#### Work instruction
If a line of the records holds the word "InstanceDescriptor", copy it out.

#### Excerpted data
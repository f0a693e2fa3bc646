//! The description of an experiment: which problem instances, solvers,
//! seeds and metrics there are. Resolved once at startup and passed
//! to whatever needs it.

use std::{collections::BTreeMap, path::Path};

use anyhow::{anyhow, bail, Context, Result};
use kstring::KString;

use crate::{
    config_file::load_config_file,
    info,
    metric::{DirectionRegistry, MetricDescriptor},
    sample::{attribute, Attributes},
};

#[derive(Debug, Clone, PartialEq, serde::Serialize, serde::Deserialize)]
#[serde(deny_unknown_fields)]
pub struct InstanceDescriptor {
    pub num_jobs: u32,
    pub num_machines: u32,
    pub total_num_operations: u32,
    /// Defaults to twice `total_num_operations`
    #[serde(default, skip_serializing_if = "Option::is_none")]
    pub chromosome_size: Option<u32>,
}

impl InstanceDescriptor {
    fn new(num_jobs: u32, num_machines: u32, total_num_operations: u32) -> Self {
        Self {
            num_jobs,
            num_machines,
            total_num_operations,
            chromosome_size: None,
        }
    }

    pub fn chromosome_size(&self) -> u32 {
        self.chromosome_size
            .unwrap_or(2 * self.total_num_operations)
    }
}

/// `code` is used in input file names, `label` in tables.
#[derive(Debug, Clone, PartialEq, serde::Serialize, serde::Deserialize)]
#[serde(deny_unknown_fields)]
pub struct SolverDescriptor {
    pub code: KString,
    pub label: KString,
}

#[derive(Debug, Clone, PartialEq, serde::Serialize, serde::Deserialize)]
#[serde(deny_unknown_fields)]
pub struct ExperimentConfig {
    pub problem: KString,
    pub num_objectives: u32,
    pub instances: BTreeMap<KString, InstanceDescriptor>,
    pub solvers: Vec<SolverDescriptor>,
    pub seeds: Vec<u64>,
    pub metrics: Vec<MetricDescriptor>,
}

const BUILTIN_SEEDS: [u64; 10] = [
    305089489, 511812191, 608055156, 467424509, 944441939, 414977408, 819312498, 562386085,
    287613914, 755772793,
];

impl ExperimentConfig {
    /// Six solvers on the 15 Brandimarte instances of the flexible job
    /// shop problem, with 4 objectives and 10 seeds.
    pub fn builtin() -> Self {
        let instances = [
            ("mk01", 10, 6, 55),
            ("mk02", 10, 6, 58),
            ("mk03", 15, 8, 150),
            ("mk04", 15, 8, 90),
            ("mk05", 15, 4, 106),
            ("mk06", 10, 15, 150),
            ("mk07", 20, 5, 100),
            ("mk08", 20, 10, 225),
            ("mk09", 20, 10, 240),
            ("mk10", 20, 15, 240),
            ("mk11", 30, 5, 179),
            ("mk12", 30, 10, 193),
            ("mk13", 30, 10, 231),
            ("mk14", 30, 15, 277),
            ("mk15", 30, 15, 284),
        ]
        .into_iter()
        .map(|(name, jobs, machines, operations)| {
            (
                KString::from_static(name),
                InstanceDescriptor::new(jobs, machines, operations),
            )
        })
        .collect();
        let solvers = [
            ("nsga2", "NSGA-II"),
            ("nspso", "NSPSO"),
            ("moead", "MOEA/D-DE"),
            ("mhaco", "MHACO"),
            ("ihs", "IHS"),
            ("nsbrkga", "NS-BRKGA"),
        ]
        .into_iter()
        .map(|(code, label)| SolverDescriptor {
            code: KString::from_static(code),
            label: KString::from_static(label),
        })
        .collect();
        Self {
            problem: KString::from_static("MOFJSSP"),
            num_objectives: 4,
            instances,
            solvers,
            seeds: BUILTIN_SEEDS.to_vec(),
            metrics: MetricDescriptor::builtin(),
        }
    }

    /// Load from `path` if given (it must exist), otherwise use the
    /// built-in experiment.
    pub fn load(path: Option<&Path>) -> Result<Self> {
        let config = if let Some(path) = path {
            info!("loading experiment config from {path:?}");
            let config: Self = load_config_file(path)?;
            config
                .check()
                .with_context(|| anyhow!("checking config file {path:?}"))?;
            config
        } else {
            info!("no config file given, using the built-in experiment");
            Self::builtin()
        };
        Ok(config)
    }

    pub fn check(&self) -> Result<()> {
        if self.num_objectives == 0 {
            bail!("`num_objectives` must be at least 1")
        }
        let mut solver_names = BTreeMap::new();
        for (i, SolverDescriptor { code, label }) in self.solvers.iter().enumerate() {
            for name in [code, label] {
                if let Some(j) = solver_names.insert(name, i) {
                    if j != i {
                        bail!("solver name {name:?} is used more than once")
                    }
                }
            }
        }
        let mut seeds = self.seeds.clone();
        seeds.sort();
        if let Some(w) = seeds.windows(2).find(|w| w[0] == w[1]) {
            bail!("seed {} is listed more than once", w[0])
        }
        self.direction_registry()?;
        Ok(())
    }

    pub fn direction_registry(&self) -> Result<DirectionRegistry> {
        DirectionRegistry::new(self.metrics.iter().cloned())
    }

    pub fn solver_by_code(&self, code: &str) -> Option<&SolverDescriptor> {
        self.solvers.iter().find(|s| s.code.as_str() == code)
    }

    /// The covariates of all samples measured on `instance`.
    pub fn instance_attributes(&self, instance: &str) -> Option<Attributes> {
        let descriptor = self.instances.get(instance)?;
        let InstanceDescriptor {
            num_jobs,
            num_machines,
            total_num_operations,
            chromosome_size: _,
        } = descriptor;
        Some(
            [
                (attribute::NUM_OBJECTIVES, self.num_objectives),
                (attribute::CHROMOSOME_SIZE, descriptor.chromosome_size()),
                (attribute::NUM_JOBS, *num_jobs),
                (attribute::NUM_MACHINES, *num_machines),
                (attribute::TOTAL_NUM_OPERATIONS, *total_num_operations),
            ]
            .into_iter()
            .map(|(name, value)| (KString::from_static(name), value.into()))
            .collect(),
        )
    }
}

#[cfg(test)]
mod tests {
    use crate::{config_file::ConfigBackend, sample::AttributeValue};

    use super::*;

    #[test]
    fn t_builtin() -> Result<()> {
        let config = ExperimentConfig::builtin();
        config.check()?;
        assert_eq!(config.instances.len(), 15);
        assert_eq!(config.seeds.len(), 10);
        assert_eq!(
            config.solver_by_code("moead").map(|s| s.label.as_str()),
            Some("MOEA/D-DE")
        );
        let attributes = config
            .instance_attributes("mk08")
            .ok_or_else(|| anyhow!("mk08 exists"))?;
        assert_eq!(attributes[attribute::NUM_JOBS], AttributeValue::Int(20));
        assert_eq!(attributes[attribute::NUM_MACHINES], AttributeValue::Int(10));
        assert_eq!(
            attributes[attribute::TOTAL_NUM_OPERATIONS],
            AttributeValue::Int(225)
        );
        assert_eq!(attributes[attribute::CHROMOSOME_SIZE], AttributeValue::Int(450));
        assert_eq!(attributes[attribute::NUM_OBJECTIVES], AttributeValue::Int(4));
        assert_eq!(config.instance_attributes("mk16"), None);
        Ok(())
    }

    #[test]
    fn t_parse_json5() -> Result<()> {
        let config: ExperimentConfig = ConfigBackend::Json5.decode(
            r#"{
                // a small experiment
                problem: "MOFJSSP",
                num_objectives: 2,
                instances: {
                    mk01: { num_jobs: 10, num_machines: 6, total_num_operations: 55,
                            chromosome_size: 100 },
                },
                solvers: [ { code: "nsga2", label: "NSGA-II" } ],
                seeds: [1, 2],
                metrics: [
                    { code: "hypervolume", label: "Hypervolume Ratio",
                      direction: "descending", domain: { low: 0.0, high: 1.0 } },
                    { code: "spread", label: "Spread", direction: "ascending" },
                ],
            }"#,
        )?;
        config.check()?;
        assert_eq!(config.instances["mk01"].chromosome_size(), 100);
        let registry = config.direction_registry()?;
        assert!(registry.direction("Spread").is_ok());
        Ok(())
    }

    #[test]
    fn t_check() {
        let mut config = ExperimentConfig::builtin();
        config.seeds.push(305089489);
        assert!(config.check().is_err());

        let mut config = ExperimentConfig::builtin();
        config.solvers.push(SolverDescriptor {
            code: "ihs2".into(),
            label: "IHS".into(),
        });
        assert!(config.check().is_err());

        let mut config = ExperimentConfig::builtin();
        config.num_objectives = 0;
        assert!(config.check().is_err());
    }

    #[test]
    fn t_check_rejects_inverted_domain() -> Result<()> {
        let config: ExperimentConfig = ConfigBackend::Json5.decode(
            r#"{
                problem: "MOFJSSP",
                num_objectives: 2,
                instances: {
                    mk01: { num_jobs: 10, num_machines: 6, total_num_operations: 55,
                            chromosome_size: 100 },
                },
                solvers: [ { code: "nsga2", label: "NSGA-II" } ],
                seeds: [1],
                metrics: [
                    { code: "hypervolume", label: "Hypervolume Ratio",
                      direction: "descending", domain: { low: 1, high: 0 } },
                ],
            }"#,
        )?;
        let err = config.check().expect_err("inverted domain");
        assert!(format!("{err:#}").contains("invalid domain [1, 0]"));
        Ok(())
    }
}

#### Solution to this task
pub struct InstanceDescriptor {
impl InstanceDescriptor {
    pub instances: BTreeMap<KString, InstanceDescriptor>,
                InstanceDescriptor::new(jobs, machines, operations),
        let InstanceDescriptor {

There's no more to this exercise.